## PROBLEM TO WORK ON:
Please retype the records below exactly, from the first line down to and including the line with "assert_eq!(pair.total_count, 5);".
=== Begin Enclosure ===
use std::collections::BTreeMap;

use align_core::align::run_alignment;
use align_core::io::loader::{
    DebugFunctionRecord, DebugFunctionsDoc, LineRow, SourceInventoryDoc, SourceSpanRecord,
    TuReport,
};
use align_core::model::OracleVerdict;
use align_core::policy::profile::AlignProfile;
use align_core::policy::verdict::AlignVerdict;

fn debug_function(id: &str, verdict: &str, line_rows: &[(&str, u32, u64)]) -> DebugFunctionRecord {
    DebugFunctionRecord {
        function_id: id.to_string(),
        name: Some(id.to_string()),
        verdict: verdict.to_string(),
        line_rows: line_rows
            .iter()
            .map(|(file, line, count)| LineRow {
                file: file.to_string(),
                line: *line,
                count: *count,
            })
            .collect(),
        ..Default::default()
    }
}

fn span(tu: &str, hash: &str, start_line: u32, end_line: u32) -> SourceSpanRecord {
    SourceSpanRecord {
        span_id: format!("{tu}:0:40:{hash}"),
        name: Some("f".to_string()),
        content_hash: hash.to_string(),
        start_line,
        end_line,
        start_byte: 0,
        end_byte: 40,
    }
}

fn profile() -> AlignProfile {
    AlignProfile::v1()
}

#[test]
fn unique_match_with_full_overlap() {
    let debug_doc = DebugFunctionsDoc {
        binary_sha256: "sha".to_string(),
        functions: vec![debug_function("f1", "ACCEPT", &[("main.c", 10, 4), ("main.c", 11, 1)])],
        ..Default::default()
    };
    let inventory = SourceInventoryDoc {
        functions: vec![span("main.i", "h1", 1, 2)],
        tu_reports: vec![TuReport { tu_path: "main.i".to_string(), tu_hash: "t1".to_string() }],
        ..Default::default()
    };
    let mut tus = BTreeMap::new();
    tus.insert("main.i".to_string(), "# 10 \"main.c\"\na\nb\nc\n".to_string());

    let (pairs_doc, report) = run_alignment(&debug_doc, &inventory, &tus, &profile());

    assert_eq!(pairs_doc.pairs.len(), 1);
    let pair = &pairs_doc.pairs[0];
    assert_eq!(pair.verdict, AlignVerdict::Match);
    assert!(pair.reasons.iter().any(|r| r == "UNIQUE_BEST"));
    assert_eq!(pair.best_span_id.as_deref(), Some("main.i:0:40:h1"));
    assert_eq!(pair.overlap_count, 5);
    assert_eq!(pair.total_count, 5);
    assert_eq!(report.pair_counts.matched, 1);
    assert_eq!(report.tu_hashes.get("main.i").map(String::as_str), Some("t1"));
}

#[test]
fn reject_functions_become_non_targets() {
    let debug_doc = DebugFunctionsDoc {
        functions: vec![
            debug_function("f1", "ACCEPT", &[("main.c", 10, 1)]),
            debug_function("f2", "REJECT", &[]),
        ],
        ..Default::default()
    };
    let inventory = SourceInventoryDoc::default();
    let tus = BTreeMap::new();

    let (pairs_doc, report) = run_alignment(&debug_doc, &inventory, &tus, &profile());

    assert_eq!(pairs_doc.pairs.len(), 1);
    assert_eq!(pairs_doc.non_targets.len(), 1);
    assert_eq!(pairs_doc.non_targets[0].function_id, "f2");
    assert_eq!(pairs_doc.non_targets[0].oracle_verdict, OracleVerdict::Reject);
    assert_eq!(report.pair_counts.non_target, 1);
}

#[test]
fn header_replication_in_two_tus_is_ambiguous() {
    // The same textual function compiled into two TUs: identical content
    // hash, full overlap in both.
    let debug_doc = DebugFunctionsDoc {
        functions: vec![debug_function("f1", "ACCEPT", &[("shared.h", 3, 2), ("shared.h", 4, 1)])],
        ..Default::default()
    };
    let inventory = SourceInventoryDoc {
        functions: vec![span("a.i", "h", 1, 2), span("b.i", "h", 1, 2)],
        ..Default::default()
    };
    let header_tu = "# 3 \"shared.h\"\nx\ny\n";
    let mut tus = BTreeMap::new();
    tus.insert("a.i".to_string(), header_tu.to_string());
    tus.insert("b.i".to_string(), header_tu.to_string());

    let (pairs_doc, report) = run_alignment(&debug_doc, &inventory, &tus, &profile());

    let pair = &pairs_doc.pairs[0];
    assert_eq!(pair.verdict, AlignVerdict::Ambiguous);
    assert!(pair.reasons.iter().any(|r| r == "HEADER_REPLICATION_COLLISION"));
    assert!(pair.reasons.iter().any(|r| r == "NEAR_TIE"));
    assert_eq!(pair.candidates.len(), 2);
    assert_eq!(report.pair_counts.ambiguous, 1);
}

#[test]
fn warn_multi_file_range_is_propagated() {
    let mut func = debug_function("f1", "WARN", &[("main.c", 10, 2)]);
    func.reasons = vec!["MULTI_FILE_RANGE".to_string()];
    let debug_doc = DebugFunctionsDoc { functions: vec![func], ..Default::default() };
    let inventory =
        SourceInventoryDoc { functions: vec![span("main.i", "h1", 1, 1)], ..Default::default() };
    let mut tus = BTreeMap::new();
    tus.insert("main.i".to_string(), "# 10 \"main.c\"\na\n".to_string());

    let (pairs_doc, _) = run_alignment(&debug_doc, &inventory, &tus, &profile());

    assert!(pairs_doc.pairs[0].reasons.iter().any(|r| r == "MULTI_FILE_RANGE_PROPAGATED"));
}

#[test]
fn accept_verdict_does_not_propagate_multi_file_range() {
    let mut func = debug_function("f1", "ACCEPT", &[("main.c", 10, 2)]);
    func.reasons = vec!["MULTI_FILE_RANGE".to_string()];
    let debug_doc = DebugFunctionsDoc { functions: vec![func], ..Default::default() };
    let inventory =
        SourceInventoryDoc { functions: vec![span("main.i", "h1", 1, 1)], ..Default::default() };
    let mut tus = BTreeMap::new();
    tus.insert("main.i".to_string(), "# 10 \"main.c\"\na\n".to_string());

    let (pairs_doc, _) = run_alignment(&debug_doc, &inventory, &tus, &profile());

    assert!(!pairs_doc.pairs[0].reasons.iter().any(|r| r == "MULTI_FILE_RANGE_PROPAGATED"));
}

#[test]
fn bare_filename_contents_are_rekeyed_to_full_span_paths() {
    // Preprocessed contents keyed by bare filename, spans by full path.
    let debug_doc = DebugFunctionsDoc {
        functions: vec![debug_function("f1", "ACCEPT", &[("main.c", 10, 1)])],
        ..Default::default()
    };
    let inventory = SourceInventoryDoc {
        functions: vec![SourceSpanRecord {
            span_id: "/files/job/main.i:0:40:h1".to_string(),
            name: Some("f".to_string()),
            content_hash: "h1".to_string(),
            start_line: 1,
            end_line: 1,
            start_byte: 0,
            end_byte: 40,
        }],
        ..Default::default()
    };
    let mut tus = BTreeMap::new();
    tus.insert("main.i".to_string(), "# 10 \"main.c\"\na\n".to_string());

    let (pairs_doc, _) = run_alignment(&debug_doc, &inventory, &tus, &profile());

    assert_eq!(pairs_doc.pairs[0].verdict, AlignVerdict::Match);
    assert_eq!(pairs_doc.pairs[0].best_tu_path.as_deref(), Some("/files/job/main.i"));
}

#[test]
fn markerless_tu_adds_origin_map_missing_on_no_match() {
    let debug_doc = DebugFunctionsDoc {
        functions: vec![debug_function("f1", "ACCEPT", &[("main.c", 10, 1)])],
        ..Default::default()
    };
    let inventory =
        SourceInventoryDoc { functions: vec![span("main.i", "h1", 0, 1)], ..Default::default() };
    let mut tus = BTreeMap::new();
    tus.insert("main.i".to_string(), "no markers here\nat all\n".to_string());

    let (pairs_doc, report) = run_alignment(&debug_doc, &inventory, &tus, &profile());

    let pair = &pairs_doc.pairs[0];
    assert_eq!(pair.verdict, AlignVerdict::NoMatch);
    assert!(pair.reasons.iter().any(|r| r == "NO_CANDIDATES"));
    assert!(pair.reasons.iter().any(|r| r == "ORIGIN_MAP_MISSING"));
    assert_eq!(report.pair_counts.no_match, 1);
}

#[test]
fn low_overlap_best_is_no_match_but_recorded() {
    let debug_doc = DebugFunctionsDoc {
        functions: vec![debug_function(
            "f1",
            "ACCEPT",
            &[("main.c", 10, 1), ("main.c", 11, 1), ("main.c", 12, 1), ("main.c", 13, 1)],
        )],
        ..Default::default()
    };
    // Span covers only line 10 -> ratio 0.25 < 0.7.
    let inventory =
        SourceInventoryDoc { functions: vec![span("main.i", "h1", 1, 1)], ..Default::default() };
    let mut tus = BTreeMap::new();
    tus.insert("main.i".to_string(), "# 10 \"main.c\"\na\nb\nc\nd\n".to_string());

    let (pairs_doc, _) = run_alignment(&debug_doc, &inventory, &tus, &profile());

    let pair = &pairs_doc.pairs[0];
    assert_eq!(pair.verdict, AlignVerdict::NoMatch);
    assert!(pair.reasons.iter().any(|r| r == "LOW_OVERLAP_RATIO"));
    // Best is kept for transparency.
    assert_eq!(pair.best_span_id.as_deref(), Some("main.i:0:40:h1"));
    assert_eq!(pair.candidates.len(), 1);
}

#[test]
fn two_runs_serialize_byte_identical() {
    let debug_doc = DebugFunctionsDoc {
        binary_sha256: "sha".to_string(),
        functions: vec![
            debug_function("f1", "ACCEPT", &[("main.c", 10, 4), ("main.c", 11, 1)]),
            debug_function("f2", "REJECT", &[]),
        ],
        ..Default::default()
    };
    let inventory = SourceInventoryDoc {
        functions: vec![span("main.i", "h1", 1, 2)],
        tu_reports: vec![TuReport { tu_path: "main.i".to_string(), tu_hash: "t1".to_string() }],
        ..Default::default()
    };
    let mut tus = BTreeMap::new();
    tus.insert("main.i".to_string(), "# 10 \"main.c\"\na\nb\nc\n".to_string());

    let profile = profile();
    let (pairs_a, report_a) = run_alignment(&debug_doc, &inventory, &tus, &profile);
    let (pairs_b, report_b) = run_alignment(&debug_doc, &inventory, &tus, &profile);

    assert_eq!(
        serde_json::to_string(&pairs_a).unwrap(),
        serde_json::to_string(&pairs_b).unwrap()
    );
    assert_eq!(
        serde_json::to_string(&report_a).unwrap(),
        serde_json::to_string(&report_b).unwrap()
    );
}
=== End Enclosure ===
## ANSWER TO THE EXERCISE:
use std::collections::BTreeMap;

use align_core::align::run_alignment;
use align_core::io::loader::{
    DebugFunctionRecord, DebugFunctionsDoc, LineRow, SourceInventoryDoc, SourceSpanRecord,
    TuReport,
};
use align_core::model::OracleVerdict;
use align_core::policy::profile::AlignProfile;
use align_core::policy::verdict::AlignVerdict;

fn debug_function(id: &str, verdict: &str, line_rows: &[(&str, u32, u64)]) -> DebugFunctionRecord {
    DebugFunctionRecord {
        function_id: id.to_string(),
        name: Some(id.to_string()),
        verdict: verdict.to_string(),
        line_rows: line_rows
            .iter()
            .map(|(file, line, count)| LineRow {
                file: file.to_string(),
                line: *line,
                count: *count,
            })
            .collect(),
        ..Default::default()
    }
}

fn span(tu: &str, hash: &str, start_line: u32, end_line: u32) -> SourceSpanRecord {
    SourceSpanRecord {
        span_id: format!("{tu}:0:40:{hash}"),
        name: Some("f".to_string()),
        content_hash: hash.to_string(),
        start_line,
        end_line,
        start_byte: 0,
        end_byte: 40,
    }
}

fn profile() -> AlignProfile {
    AlignProfile::v1()
}

#[test]
fn unique_match_with_full_overlap() {
    let debug_doc = DebugFunctionsDoc {
        binary_sha256: "sha".to_string(),
        functions: vec![debug_function("f1", "ACCEPT", &[("main.c", 10, 4), ("main.c", 11, 1)])],
        ..Default::default()
    };
    let inventory = SourceInventoryDoc {
        functions: vec![span("main.i", "h1", 1, 2)],
        tu_reports: vec![TuReport { tu_path: "main.i".to_string(), tu_hash: "t1".to_string() }],
        ..Default::default()
    };
    let mut tus = BTreeMap::new();
    tus.insert("main.i".to_string(), "# 10 \"main.c\"\na\nb\nc\n".to_string());

    let (pairs_doc, report) = run_alignment(&debug_doc, &inventory, &tus, &profile());

    assert_eq!(pairs_doc.pairs.len(), 1);
    let pair = &pairs_doc.pairs[0];
    assert_eq!(pair.verdict, AlignVerdict::Match);
    assert!(pair.reasons.iter().any(|r| r == "UNIQUE_BEST"));
    assert_eq!(pair.best_span_id.as_deref(), Some("main.i:0:40:h1"));
    assert_eq!(pair.overlap_count, 5);
    assert_eq!(pair.total_count, 5);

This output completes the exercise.